Scottish soldier, writer and recipient of the Victoria Cross

William Alexander Kerr, VC (18 July 1831 – 21 May 1919) was a Scottish soldier, writer and a recipient of the Victoria Cross, the highest award for gallantry in the face of the enemy that can be awarded to British and Commonwealth forces.

==Details==
Kerr was a 25 year old lieutenant in the 24th Bombay Native Infantry (now 6th Battalion The Baloch Regiment, Pakistan Army) who was serving with the Southern Mahratta Horse during the Indian Mutiny, when the following deed took place on 10 July 1857 at Kolapore, India for which he was awarded the Victoria Cross (VC):

24th Bombay Native Infantry. Lieutenant William Alexander Kerr. Date of Act of Bravery, 10th July, 1857.

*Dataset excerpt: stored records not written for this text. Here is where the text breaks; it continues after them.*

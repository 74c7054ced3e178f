//! Entry guards evaluated before a routed view renders.

use dioxus::logger::tracing::{debug, info, warn};
use dioxus::prelude::*;

use crate::core::session::{self, TokenStore};
use crate::routes::Route;

#[derive(Debug, Clone, Copy, PartialEq, Eq)]
pub enum Guard {
    /// Entry requires a stored session token; otherwise go to `/login`.
    RequireSession,
}

#[derive(Debug, Clone, PartialEq)]
pub enum GuardDecision {
    Proceed,
    Redirect(Route),
}

impl Guard {
    pub fn evaluate(&self, store: &dyn TokenStore) -> GuardDecision {
        match self {
            Guard::RequireSession => match session::session_token(store) {
                Ok(Some(_)) => GuardDecision::Proceed,
                Ok(None) => GuardDecision::Redirect(Route::Login {}),
                Err(err) => {
                    warn!("session lookup failed ({err}); treating as signed out");
                    GuardDecision::Redirect(Route::Login {})
                }
            },
        }
    }
}

/// Decision for navigating to `route`. Unguarded routes always proceed.
pub fn decide(route: &Route, store: &dyn TokenStore) -> GuardDecision {
    let decision = route
        .guard()
        .map_or(GuardDecision::Proceed, |guard| guard.evaluate(store));
    debug!("guard {} -> {decision:?}", route.name());
    decision
}

/// Renders `children` only if the guard of `route` lets the navigation
/// through, replacing the history entry with the redirect target otherwise.
#[component]
pub fn Guarded(route: Route, children: Element) -> Element {
    let navigator = use_navigator();
    let store = session::use_token_store();

    match decide(&route, &*store) {
        GuardDecision::Proceed => rsx! { {children} },
        GuardDecision::Redirect(target) => {
            info!("redirecting {route} -> {target}");
            navigator.replace(target);
            rsx! {}
        }
    }
}

#[cfg(test)]
mod tests {
    use super::*;
    use crate::core::config::config;
    use crate::core::session::MemoryStore;

    fn with_token(token: &str) -> MemoryStore {
        MemoryStore::with_entry(config().token_key, token)
    }

    #[test]
    fn dashboard_without_token_redirects_to_login() {
        let decision = decide(&Route::Dashboard {}, &MemoryStore::new());
        assert_eq!(decision, GuardDecision::Redirect(Route::Login {}));
    }

    #[test]
    fn dashboard_with_empty_token_redirects_to_login() {
        let decision = decide(&Route::Dashboard {}, &with_token(""));
        assert_eq!(decision, GuardDecision::Redirect(Route::Login {}));
    }

    #[test]
    fn any_non_empty_token_is_accepted() {
        for token in ["x", "expired.jwt.value", "  "] {
            assert_eq!(
                decide(&Route::Dashboard {}, &with_token(token)),
                GuardDecision::Proceed,
                "token {token:?}"
            );
        }
    }

    #[test]
    fn unguarded_routes_ignore_the_store() {
        let store = MemoryStore::new();
        for route in [
            Route::Home {},
            Route::Login {},
            Route::ProjectDetail { id: 3 },
            Route::PageNotFound { segments: vec!["x".into()] },
        ] {
            assert_eq!(decide(&route, &store), GuardDecision::Proceed);
        }
    }

    #[test]
    fn redirect_target_is_the_login_path() {
        let GuardDecision::Redirect(target) = Guard::RequireSession.evaluate(&MemoryStore::new())
        else {
            panic!("expected redirect");
        };
        assert_eq!(target.to_string(), "/login");
    }

    struct BrokenStore;

    impl TokenStore for BrokenStore {
        fn get(&self, _key: &str) -> Result<Option<String>, session::StorageError> {
            Err(session::StorageError::Unavailable("test".into()))
        }
        fn set(&self, _key: &str, _value: &str) -> Result<(), session::StorageError> {
            Err(session::StorageError::Unavailable("test".into()))
        }
        fn remove(&self, _key: &str) -> Result<(), session::StorageError> {
            Err(session::StorageError::Unavailable("test".into()))
        }
    }

    #[test]
    fn storage_failure_is_treated_as_signed_out() {
        assert_eq!(
            decide(&Route::Dashboard {}, &BrokenStore),
            GuardDecision::Redirect(Route::Login {})
        );
    }

    mod navigation {
        use std::rc::Rc;

        use dioxus::history::{provide_history_context, History, MemoryHistory};
        use dioxus::prelude::*;

        use super::*;
        use crate::core::session::SharedStore;

        #[derive(Clone)]
        struct Harness {
            history: Rc<MemoryHistory>,
            store: SharedStore,
        }

        fn app(props: Harness) -> Element {
            use_context_provider(|| props.store.clone());
            use_hook(|| provide_history_context(props.history.clone()));
            rsx! { Router::<Route> {} }
        }

        /// Path the router settles on after opening `path`.
        fn land_on(path: &str, store: MemoryStore) -> String {
            let history = Rc::new(MemoryHistory::with_initial_path(path));
            let mut dom = VirtualDom::new_with_props(
                app,
                Harness { history: history.clone(), store: SharedStore::new(store) },
            );
            dom.rebuild_in_place();
            history.current_route()
        }

        #[test]
        fn signed_out_visit_to_dashboard_ends_on_login() {
            assert_eq!(land_on("/dashboard", MemoryStore::new()), "/login");
            assert_eq!(land_on("/dashboard", with_token("")), "/login");
        }

        #[test]
        fn signed_in_visit_to_dashboard_stays() {
            assert_eq!(land_on("/dashboard", with_token("abc")), "/dashboard");
        }

        #[test]
        fn unguarded_pages_never_redirect() {
            for path in ["/", "/search", "/project/7", "/login", "/no/such/page"] {
                assert_eq!(land_on(path, MemoryStore::new()), path);
            }
        }
    }
}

On the breaking out of a mutiny in the 27th Bombay Native Infantry in July, 1857, a party of the mutineers took up a position in the stronghold, or paga, near the town of Kolapore, and defended themselves to extremity. Lieutenant Kerr, of the Southern Mahratta Irregular Horse, took a prominent share of the attack on the position, and at the moment when its capture was of great
public importance, he made a dash at one of the gateways, with some dismounted horsemen, and forced an entrance by breaking down the gate. The attack was completely successful, and the defenders were either killed, wounded, or captured, a result that may with perfect justice be attributed to Lieutenant Kerr's dashing and devoted bravery.
(Letter from the Political Superintendent at Kolapore, to the Adjutant-General of the Army, dated 10th September, 1857.)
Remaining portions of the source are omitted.